Low memory XML decoding (parsing scans iteratively)

ISA-tools / mzml2isa

Parser to get meta information from mzML file and parse relevant information to a ISA-Tab structure

GNU General Public License v3.0

12 stars 6 forks source link

Low memory XML decoding (parsing scans iteratively) #23

Open lomereiter opened 7 years ago

lomereiter commented 7 years ago

This PR provides an alternative solution to #13: each scan is parsed once, all necessary information is extracted from it, then the node is freed. On a large imzML file this brought top memory consumption from 2.5GB down to 90MB, albeit the processing time increased from 6s to 13s.

althonos commented 7 years ago

This seems a lot cleaner than what we hacked through at first.

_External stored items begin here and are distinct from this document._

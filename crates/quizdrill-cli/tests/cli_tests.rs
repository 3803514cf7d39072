//! CLI integration tests using assert_cmd and a wiremock platform.

use assert_cmd::Command;
use predicates::prelude::*;
use tempfile::TempDir;
use wiremock::matchers::{body_partial_json, method, path};
use wiremock::{Mock, MockServer, ResponseTemplate};

fn quizdrill() -> Command {
    #[allow(deprecated)]
    Command::cargo_bin("quizdrill").unwrap()
}

fn quiz_json() -> serde_json::Value {
    serde_json::json!({
        "id": "quiz-1",
        "title": "Dental Materials",
        "questions": [
            {"id": "q0", "text": "Pick a", "type": "multiple-choice", "options": ["a", "b", "c"]},
            {"id": "q1", "text": "Pick b", "type": "multiple-choice", "options": ["a", "b", "c"]},
            {"id": "q2", "text": "Pick c", "type": "multiple-choice", "options": ["a", "b", "c"]}
        ],
        "time_limit_minutes": 10,
        "passing_score_percent": 70.0
    })
}

fn scored_json() -> serde_json::Value {
    serde_json::json!({
        "id": "attempt-1",
        "quiz_id": "quiz-1",
        "total_score": 1.0,
        "max_score": 3.0,
        "duration_sec": 95,
        "timed_out": false,
        "answers": [
            {"question_id": "q0", "user_answer": "a", "correct_answer": "a", "correct": true,
             "points_earned": 1.0, "max_points": 1.0, "options": ["a", "b", "c"]},
            {"question_id": "q1", "user_answer": "", "correct_answer": "b", "correct": false,
             "points_earned": 0.0, "max_points": 1.0, "options": ["a", "b", "c"]},
            {"question_id": "q2", "user_answer": "a", "correct_answer": "c", "correct": false,
             "points_earned": 0.0, "max_points": 1.0, "options": ["a", "b", "c"]}
        ],
        "created_at": "2025-06-01T10:00:00Z"
    })
}

/// Start a wiremock platform on a private runtime that outlives the command.
fn platform(mocks: Vec<Mock>) -> (tokio::runtime::Runtime, MockServer) {
    let rt = tokio::runtime::Runtime::new().unwrap();
    let server = rt.block_on(async {
        let server = MockServer::start().await;
        for mock in mocks {
            mock.mount(&server).await;
        }
        server
    });
    (rt, server)
}

#[test]
fn take_scripted_answers() {
    let (_rt, server) = platform(vec![
        Mock::given(method("GET"))
            .and(path("/api/quizzes/quiz-1"))
            .respond_with(ResponseTemplate::new(200).set_body_json(quiz_json())),
        Mock::given(method("POST"))
            .and(path("/api/quizzes/quiz-1/attempts"))
            .and(body_partial_json(serde_json::json!({
                "user_id": "student-7",
                "answers": ["a", "", "a"]
            })))
            .respond_with(ResponseTemplate::new(200).set_body_json(scored_json())),
    ]);

    quizdrill()
        .arg("take")
        .arg("--quiz")
        .arg("quiz-1")
        .arg("--base-url")
        .arg(server.uri())
        .arg("--answers")
        .arg("a,,a")
        .arg("--user")
        .arg("student-7")
        .assert()
        .success()
        .stderr(predicate::str::contains("Dental Materials"))
        .stderr(predicate::str::contains("Time limit: 10:00"))
        .stdout(predicate::str::contains("33.3%"))
        .stdout(predicate::str::contains("1/3 correct"))
        .stdout(predicate::str::contains("FAILED"))
        .stdout(predicate::str::contains("(skipped)"));
}

#[test]
fn take_interactive_over_stdin() {
    let (_rt, server) = platform(vec![
        Mock::given(method("GET"))
            .and(path("/api/quizzes/quiz-1"))
            .respond_with(ResponseTemplate::new(200).set_body_json(quiz_json())),
        Mock::given(method("POST"))
            .and(path("/api/quizzes/quiz-1/attempts"))
            .respond_with(ResponseTemplate::new(200).set_body_json(scored_json())),
    ]);

    // Answer the first question by letter, skip ahead, submit explicitly.
    quizdrill()
        .arg("take")
        .arg("--quiz")
        .arg("quiz-1")
        .arg("--base-url")
        .arg(server.uri())
        .write_stdin("a\n:n\n:submit\n")
        .assert()
        .success()
        .stdout(predicate::str::contains("Score:"));
}

#[test]
fn take_saves_attempt_json() {
    let (_rt, server) = platform(vec![
        Mock::given(method("GET"))
            .and(path("/api/quizzes/quiz-1"))
            .respond_with(ResponseTemplate::new(200).set_body_json(quiz_json())),
        Mock::given(method("POST"))
            .and(path("/api/quizzes/quiz-1/attempts"))
            .respond_with(ResponseTemplate::new(200).set_body_json(scored_json())),
    ]);
    let dir = TempDir::new().unwrap();
    let out = dir.path().join("attempt.json");

    quizdrill()
        .arg("take")
        .arg("--quiz")
        .arg("quiz-1")
        .arg("--base-url")
        .arg(server.uri())
        .arg("--answers")
        .arg("a,b,c")
        .arg("--out")
        .arg(&out)
        .assert()
        .success();

    assert!(out.exists());
    let saved: serde_json::Value =
        serde_json::from_str(&std::fs::read_to_string(&out).unwrap()).unwrap();
    assert_eq!(saved["id"], "attempt-1");
}

#[test]
fn take_missing_quiz_fails() {
    let (_rt, server) = platform(vec![Mock::given(method("GET"))
        .and(path("/api/quizzes/nope"))
        .respond_with(ResponseTemplate::new(404))]);

    quizdrill()
        .arg("take")
        .arg("--quiz")
        .arg("nope")
        .arg("--base-url")
        .arg(server.uri())
        .arg("--answers")
        .arg("a")
        .assert()
        .failure()
        .stderr(predicate::str::contains("not found"));
}

#[test]
fn results_from_file() {
    let dir = TempDir::new().unwrap();
    let file = dir.path().join("attempt.json");
    std::fs::write(&file, scored_json().to_string()).unwrap();

    quizdrill()
        .arg("results")
        .arg("--file")
        .arg(&file)
        .assert()
        .success()
        .stdout(predicate::str::contains("33.3%"))
        .stdout(predicate::str::contains("FAILED"))
        .stdout(predicate::str::contains("1m 35s"));

    // A lower bar flips the label.
    quizdrill()
        .arg("results")
        .arg("--file")
        .arg(&file)
        .arg("--pass-threshold")
        .arg("30")
        .assert()
        .success()
        .stdout(predicate::str::contains("PASSED"));
}

#[test]
fn results_fetches_remote_attempt() {
    let (_rt, server) = platform(vec![Mock::given(method("GET"))
        .and(path("/api/quizzes/quiz-1/attempts/attempt-1"))
        .respond_with(ResponseTemplate::new(200).set_body_json(scored_json()))]);

    quizdrill()
        .arg("results")
        .arg("--quiz")
        .arg("quiz-1")
        .arg("--attempt")
        .arg("attempt-1")
        .arg("--base-url")
        .arg(server.uri())
        .assert()
        .success()
        .stdout(predicate::str::contains("1/3 correct"));
}

#[test]
fn results_requires_a_source() {
    quizdrill()
        .arg("results")
        .assert()
        .failure()
        .stderr(predicate::str::contains("--file"));
}

#[test]
fn validate_config_echoes_effective_values() {
    let dir = TempDir::new().unwrap();
    let config = dir.path().join("quizdrill.toml");
    std::fs::write(
        &config,
        "base_url = \"https://campus.example.edu\"\npass_threshold = 75.0\n",
    )
    .unwrap();

    quizdrill()
        .arg("validate-config")
        .arg("--config")
        .arg(&config)
        .assert()
        .success()
        .stdout(predicate::str::contains("https://campus.example.edu"))
        .stdout(predicate::str::contains("75"));
}

#[test]
fn help_output() {
    quizdrill()
        .arg("--help")
        .assert()
        .success()
        .stdout(predicate::str::contains("Dental-education quiz runner"));
}

#[test]
fn version_output() {
    quizdrill()
        .arg("--version")
        .assert()
        .success()
        .stdout(predicate::str::contains("quizdrill"));
}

I'll review it as soon as I can.

Tomnl commented 7 years ago

Thanks @lomereiter, this is a great contribution.

No unit tests yet... but it seems to be passing the travis and Appveyor tests with no problem

Tomnl commented 7 years ago

Hey @althonos, do you think we should merge this now? or perhaps we should wait until we have the unit test functionality?

althonos commented 7 years ago

Well, since this passes the integration against MetaboLights, I'm positive about merging (I'm not sure how long it will take to setup unit tests, the feat-tests may be far behind master).

althonos commented 7 years ago

Maybe (because of the increased time) we should still leave both methods and let the user choose (like lxml.etree.iterparse allows to give a huge_tree parameter).

Tomnl commented 7 years ago

Yeah I think you are right @althonos, keeping both methods seems like the best idea as memory consumption might not be a problem for some.